• Information given:
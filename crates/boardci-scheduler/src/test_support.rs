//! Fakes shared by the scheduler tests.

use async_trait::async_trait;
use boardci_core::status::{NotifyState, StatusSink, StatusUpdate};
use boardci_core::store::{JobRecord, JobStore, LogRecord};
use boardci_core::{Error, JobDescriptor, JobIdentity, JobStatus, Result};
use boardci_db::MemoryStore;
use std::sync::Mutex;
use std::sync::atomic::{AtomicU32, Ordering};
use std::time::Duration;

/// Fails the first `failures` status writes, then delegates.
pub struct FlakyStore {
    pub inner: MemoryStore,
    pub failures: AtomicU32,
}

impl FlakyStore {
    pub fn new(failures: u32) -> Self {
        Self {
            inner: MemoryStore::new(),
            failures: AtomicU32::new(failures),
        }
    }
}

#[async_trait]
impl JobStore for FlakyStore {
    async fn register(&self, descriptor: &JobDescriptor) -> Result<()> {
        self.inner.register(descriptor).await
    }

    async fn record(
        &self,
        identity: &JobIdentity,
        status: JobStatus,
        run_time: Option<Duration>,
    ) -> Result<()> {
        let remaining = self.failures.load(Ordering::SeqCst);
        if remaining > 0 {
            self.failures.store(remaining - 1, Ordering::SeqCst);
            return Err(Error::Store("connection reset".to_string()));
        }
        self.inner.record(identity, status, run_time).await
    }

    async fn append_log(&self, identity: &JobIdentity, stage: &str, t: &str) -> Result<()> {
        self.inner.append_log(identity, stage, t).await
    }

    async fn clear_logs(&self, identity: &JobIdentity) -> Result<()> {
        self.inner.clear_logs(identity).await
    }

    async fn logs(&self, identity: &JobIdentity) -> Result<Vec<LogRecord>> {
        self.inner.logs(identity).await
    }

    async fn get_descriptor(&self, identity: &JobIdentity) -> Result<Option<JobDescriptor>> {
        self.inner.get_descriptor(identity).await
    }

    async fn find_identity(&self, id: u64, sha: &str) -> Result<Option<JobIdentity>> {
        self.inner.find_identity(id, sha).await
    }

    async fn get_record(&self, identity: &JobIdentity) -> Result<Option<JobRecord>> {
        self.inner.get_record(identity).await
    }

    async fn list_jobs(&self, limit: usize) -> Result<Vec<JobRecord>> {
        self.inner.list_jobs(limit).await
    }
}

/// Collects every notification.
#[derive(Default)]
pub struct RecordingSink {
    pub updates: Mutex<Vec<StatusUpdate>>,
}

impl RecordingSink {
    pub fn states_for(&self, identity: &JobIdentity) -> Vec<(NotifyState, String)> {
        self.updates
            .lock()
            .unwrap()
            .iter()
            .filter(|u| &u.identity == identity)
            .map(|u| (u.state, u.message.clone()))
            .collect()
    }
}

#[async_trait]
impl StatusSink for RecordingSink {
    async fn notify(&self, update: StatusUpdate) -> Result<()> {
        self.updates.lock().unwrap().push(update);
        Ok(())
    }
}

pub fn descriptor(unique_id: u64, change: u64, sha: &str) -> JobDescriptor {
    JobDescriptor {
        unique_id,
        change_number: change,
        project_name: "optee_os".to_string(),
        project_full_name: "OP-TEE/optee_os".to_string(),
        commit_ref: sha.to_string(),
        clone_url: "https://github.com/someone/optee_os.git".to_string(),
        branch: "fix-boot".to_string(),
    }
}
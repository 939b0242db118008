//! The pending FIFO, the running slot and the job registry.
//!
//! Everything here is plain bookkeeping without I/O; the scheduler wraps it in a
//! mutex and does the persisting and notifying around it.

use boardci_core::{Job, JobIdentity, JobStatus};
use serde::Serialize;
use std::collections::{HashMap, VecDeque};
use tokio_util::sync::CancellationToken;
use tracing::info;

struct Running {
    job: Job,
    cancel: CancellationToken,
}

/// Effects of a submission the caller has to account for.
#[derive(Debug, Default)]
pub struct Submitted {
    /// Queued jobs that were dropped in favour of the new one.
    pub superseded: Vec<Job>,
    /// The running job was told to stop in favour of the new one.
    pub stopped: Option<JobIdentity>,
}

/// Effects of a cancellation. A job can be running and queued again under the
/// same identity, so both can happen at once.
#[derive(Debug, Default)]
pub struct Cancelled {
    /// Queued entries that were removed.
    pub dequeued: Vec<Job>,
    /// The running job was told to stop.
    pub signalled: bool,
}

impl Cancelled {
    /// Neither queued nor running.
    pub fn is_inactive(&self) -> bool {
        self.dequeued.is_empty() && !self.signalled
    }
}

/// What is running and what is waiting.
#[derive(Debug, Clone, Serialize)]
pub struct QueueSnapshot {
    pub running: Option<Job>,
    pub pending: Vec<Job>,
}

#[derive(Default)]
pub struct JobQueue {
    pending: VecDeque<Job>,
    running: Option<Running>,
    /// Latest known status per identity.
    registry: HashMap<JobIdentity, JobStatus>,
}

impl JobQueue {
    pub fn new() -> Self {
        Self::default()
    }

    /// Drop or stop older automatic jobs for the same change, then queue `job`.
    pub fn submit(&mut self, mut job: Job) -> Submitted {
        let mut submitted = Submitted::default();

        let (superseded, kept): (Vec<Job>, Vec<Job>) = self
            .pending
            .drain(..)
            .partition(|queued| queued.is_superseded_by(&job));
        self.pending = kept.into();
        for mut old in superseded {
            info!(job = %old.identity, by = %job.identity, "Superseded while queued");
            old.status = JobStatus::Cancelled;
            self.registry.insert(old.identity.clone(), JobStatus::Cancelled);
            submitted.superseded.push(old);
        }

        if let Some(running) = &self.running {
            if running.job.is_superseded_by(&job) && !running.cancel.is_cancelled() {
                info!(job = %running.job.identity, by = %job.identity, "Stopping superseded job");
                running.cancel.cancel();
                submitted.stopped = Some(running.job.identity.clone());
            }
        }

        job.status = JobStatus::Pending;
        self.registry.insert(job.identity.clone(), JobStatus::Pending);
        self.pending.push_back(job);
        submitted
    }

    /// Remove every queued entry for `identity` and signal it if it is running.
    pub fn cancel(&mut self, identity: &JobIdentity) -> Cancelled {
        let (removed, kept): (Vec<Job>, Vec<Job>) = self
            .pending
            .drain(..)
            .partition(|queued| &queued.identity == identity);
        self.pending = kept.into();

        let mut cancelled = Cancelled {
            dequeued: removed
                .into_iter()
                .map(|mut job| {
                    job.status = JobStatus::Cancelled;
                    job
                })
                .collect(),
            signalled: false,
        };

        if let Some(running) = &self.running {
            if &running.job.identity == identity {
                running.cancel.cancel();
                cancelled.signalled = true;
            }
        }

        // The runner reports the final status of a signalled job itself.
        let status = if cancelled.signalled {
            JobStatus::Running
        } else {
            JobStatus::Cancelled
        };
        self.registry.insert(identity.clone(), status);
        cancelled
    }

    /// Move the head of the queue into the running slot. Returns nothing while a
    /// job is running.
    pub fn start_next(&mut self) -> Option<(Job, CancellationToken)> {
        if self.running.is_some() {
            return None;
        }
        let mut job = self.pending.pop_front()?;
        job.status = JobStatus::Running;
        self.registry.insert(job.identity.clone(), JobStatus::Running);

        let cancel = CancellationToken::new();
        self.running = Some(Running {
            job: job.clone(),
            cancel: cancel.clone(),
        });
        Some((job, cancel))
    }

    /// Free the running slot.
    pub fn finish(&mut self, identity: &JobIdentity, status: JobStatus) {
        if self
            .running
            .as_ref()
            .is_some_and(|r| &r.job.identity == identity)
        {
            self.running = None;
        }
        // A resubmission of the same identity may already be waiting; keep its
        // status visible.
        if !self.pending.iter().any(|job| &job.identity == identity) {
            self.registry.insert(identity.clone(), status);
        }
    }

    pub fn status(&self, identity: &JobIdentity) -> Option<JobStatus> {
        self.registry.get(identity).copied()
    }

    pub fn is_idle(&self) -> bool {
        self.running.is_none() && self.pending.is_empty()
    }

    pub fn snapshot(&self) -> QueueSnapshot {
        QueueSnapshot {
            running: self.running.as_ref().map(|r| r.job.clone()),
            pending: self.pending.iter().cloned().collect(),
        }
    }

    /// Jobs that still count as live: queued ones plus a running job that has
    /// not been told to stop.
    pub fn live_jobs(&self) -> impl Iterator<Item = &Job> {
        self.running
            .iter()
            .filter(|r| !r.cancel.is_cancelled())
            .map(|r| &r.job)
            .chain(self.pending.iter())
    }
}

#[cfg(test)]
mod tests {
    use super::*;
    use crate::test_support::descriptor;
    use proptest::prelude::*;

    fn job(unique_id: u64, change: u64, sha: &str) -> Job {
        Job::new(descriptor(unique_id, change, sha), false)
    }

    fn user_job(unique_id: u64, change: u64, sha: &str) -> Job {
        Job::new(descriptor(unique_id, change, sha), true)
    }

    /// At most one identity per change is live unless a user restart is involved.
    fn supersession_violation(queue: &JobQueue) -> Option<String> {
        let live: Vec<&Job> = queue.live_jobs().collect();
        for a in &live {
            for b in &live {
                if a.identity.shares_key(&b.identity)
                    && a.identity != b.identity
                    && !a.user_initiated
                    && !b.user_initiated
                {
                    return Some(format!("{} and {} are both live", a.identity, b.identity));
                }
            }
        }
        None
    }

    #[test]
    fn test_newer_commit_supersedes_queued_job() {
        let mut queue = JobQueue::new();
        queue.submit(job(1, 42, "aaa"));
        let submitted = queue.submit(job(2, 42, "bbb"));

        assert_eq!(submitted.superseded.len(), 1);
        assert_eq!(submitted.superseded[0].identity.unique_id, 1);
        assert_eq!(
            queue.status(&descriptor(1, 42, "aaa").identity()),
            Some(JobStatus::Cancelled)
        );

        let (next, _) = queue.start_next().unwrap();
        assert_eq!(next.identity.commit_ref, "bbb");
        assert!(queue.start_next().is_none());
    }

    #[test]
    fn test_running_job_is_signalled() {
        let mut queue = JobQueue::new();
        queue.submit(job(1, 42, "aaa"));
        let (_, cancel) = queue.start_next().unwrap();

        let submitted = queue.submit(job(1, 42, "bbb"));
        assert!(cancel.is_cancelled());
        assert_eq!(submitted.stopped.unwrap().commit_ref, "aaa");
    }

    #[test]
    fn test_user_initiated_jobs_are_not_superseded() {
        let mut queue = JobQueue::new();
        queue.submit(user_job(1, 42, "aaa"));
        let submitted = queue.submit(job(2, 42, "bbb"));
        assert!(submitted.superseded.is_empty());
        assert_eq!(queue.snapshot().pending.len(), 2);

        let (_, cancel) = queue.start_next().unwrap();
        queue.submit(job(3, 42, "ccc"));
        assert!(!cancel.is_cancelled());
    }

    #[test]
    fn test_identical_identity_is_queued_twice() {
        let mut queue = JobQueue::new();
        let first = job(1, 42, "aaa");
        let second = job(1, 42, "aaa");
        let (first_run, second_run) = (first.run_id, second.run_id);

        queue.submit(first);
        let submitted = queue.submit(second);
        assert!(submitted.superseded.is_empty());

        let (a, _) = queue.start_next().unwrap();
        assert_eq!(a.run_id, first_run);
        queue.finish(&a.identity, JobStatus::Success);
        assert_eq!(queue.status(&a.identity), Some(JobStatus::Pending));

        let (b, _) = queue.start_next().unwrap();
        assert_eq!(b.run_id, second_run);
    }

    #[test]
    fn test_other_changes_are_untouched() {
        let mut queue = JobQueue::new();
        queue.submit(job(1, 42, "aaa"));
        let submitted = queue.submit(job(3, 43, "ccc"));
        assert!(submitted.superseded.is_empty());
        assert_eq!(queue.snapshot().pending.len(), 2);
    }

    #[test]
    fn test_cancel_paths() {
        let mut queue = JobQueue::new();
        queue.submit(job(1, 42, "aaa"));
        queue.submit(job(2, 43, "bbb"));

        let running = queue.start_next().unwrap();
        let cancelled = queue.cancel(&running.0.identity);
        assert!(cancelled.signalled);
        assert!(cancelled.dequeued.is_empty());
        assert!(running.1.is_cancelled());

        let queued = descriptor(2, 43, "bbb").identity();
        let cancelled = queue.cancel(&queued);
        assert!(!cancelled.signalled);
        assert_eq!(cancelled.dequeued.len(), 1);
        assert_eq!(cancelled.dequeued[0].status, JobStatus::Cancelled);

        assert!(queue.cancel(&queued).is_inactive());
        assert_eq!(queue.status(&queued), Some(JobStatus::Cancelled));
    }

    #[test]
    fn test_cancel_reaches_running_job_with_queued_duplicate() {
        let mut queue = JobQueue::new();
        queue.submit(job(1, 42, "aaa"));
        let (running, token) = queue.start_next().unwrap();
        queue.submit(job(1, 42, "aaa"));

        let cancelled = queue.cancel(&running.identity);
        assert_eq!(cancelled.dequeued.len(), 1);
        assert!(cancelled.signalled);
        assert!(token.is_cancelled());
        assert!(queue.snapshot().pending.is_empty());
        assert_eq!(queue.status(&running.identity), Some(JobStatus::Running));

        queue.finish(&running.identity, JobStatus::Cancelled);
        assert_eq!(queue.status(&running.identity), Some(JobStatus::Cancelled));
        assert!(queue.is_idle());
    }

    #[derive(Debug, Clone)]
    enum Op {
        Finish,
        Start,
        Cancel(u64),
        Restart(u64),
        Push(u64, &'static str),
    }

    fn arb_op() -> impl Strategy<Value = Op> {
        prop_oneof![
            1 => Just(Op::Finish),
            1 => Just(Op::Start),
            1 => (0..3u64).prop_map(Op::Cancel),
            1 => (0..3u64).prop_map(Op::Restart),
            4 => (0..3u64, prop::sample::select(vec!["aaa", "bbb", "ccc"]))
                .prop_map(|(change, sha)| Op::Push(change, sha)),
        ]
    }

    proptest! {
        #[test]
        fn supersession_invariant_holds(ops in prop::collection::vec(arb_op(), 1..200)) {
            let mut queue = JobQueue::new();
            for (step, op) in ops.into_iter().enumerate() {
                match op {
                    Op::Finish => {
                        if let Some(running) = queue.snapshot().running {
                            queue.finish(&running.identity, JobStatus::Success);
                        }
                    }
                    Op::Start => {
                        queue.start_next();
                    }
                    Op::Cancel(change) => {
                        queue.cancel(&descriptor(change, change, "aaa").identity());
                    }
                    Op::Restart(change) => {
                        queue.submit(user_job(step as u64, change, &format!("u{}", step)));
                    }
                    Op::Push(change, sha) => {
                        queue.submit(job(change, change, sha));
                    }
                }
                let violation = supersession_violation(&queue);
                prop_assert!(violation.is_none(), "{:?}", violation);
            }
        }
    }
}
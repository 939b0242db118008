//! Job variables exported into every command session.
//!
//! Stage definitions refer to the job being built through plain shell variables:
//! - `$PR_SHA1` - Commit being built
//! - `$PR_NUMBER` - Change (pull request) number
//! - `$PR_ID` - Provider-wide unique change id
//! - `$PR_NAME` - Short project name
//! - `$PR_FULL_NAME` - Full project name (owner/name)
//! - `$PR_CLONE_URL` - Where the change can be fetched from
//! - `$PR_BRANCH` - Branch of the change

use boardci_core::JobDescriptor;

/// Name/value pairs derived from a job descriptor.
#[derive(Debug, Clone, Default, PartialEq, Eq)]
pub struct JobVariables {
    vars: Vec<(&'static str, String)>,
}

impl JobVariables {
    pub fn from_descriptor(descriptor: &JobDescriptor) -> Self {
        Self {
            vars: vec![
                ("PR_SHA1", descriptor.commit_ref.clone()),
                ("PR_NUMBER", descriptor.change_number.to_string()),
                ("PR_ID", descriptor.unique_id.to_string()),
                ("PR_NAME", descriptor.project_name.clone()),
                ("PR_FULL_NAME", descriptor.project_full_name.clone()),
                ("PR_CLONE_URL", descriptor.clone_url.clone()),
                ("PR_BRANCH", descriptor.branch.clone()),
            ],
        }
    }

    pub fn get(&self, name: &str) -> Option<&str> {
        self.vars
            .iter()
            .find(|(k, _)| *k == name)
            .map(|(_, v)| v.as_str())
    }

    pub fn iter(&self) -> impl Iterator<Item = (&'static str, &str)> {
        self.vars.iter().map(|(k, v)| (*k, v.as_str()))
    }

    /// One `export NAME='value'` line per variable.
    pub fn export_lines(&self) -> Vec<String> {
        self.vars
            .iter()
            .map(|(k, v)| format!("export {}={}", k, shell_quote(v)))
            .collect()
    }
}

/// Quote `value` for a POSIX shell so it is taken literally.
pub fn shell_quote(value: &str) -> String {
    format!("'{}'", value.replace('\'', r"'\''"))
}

• Task details:
Looking back at the data above, tally each line that includes the word "told", then answer with the total alone.

• Solution to this task:
3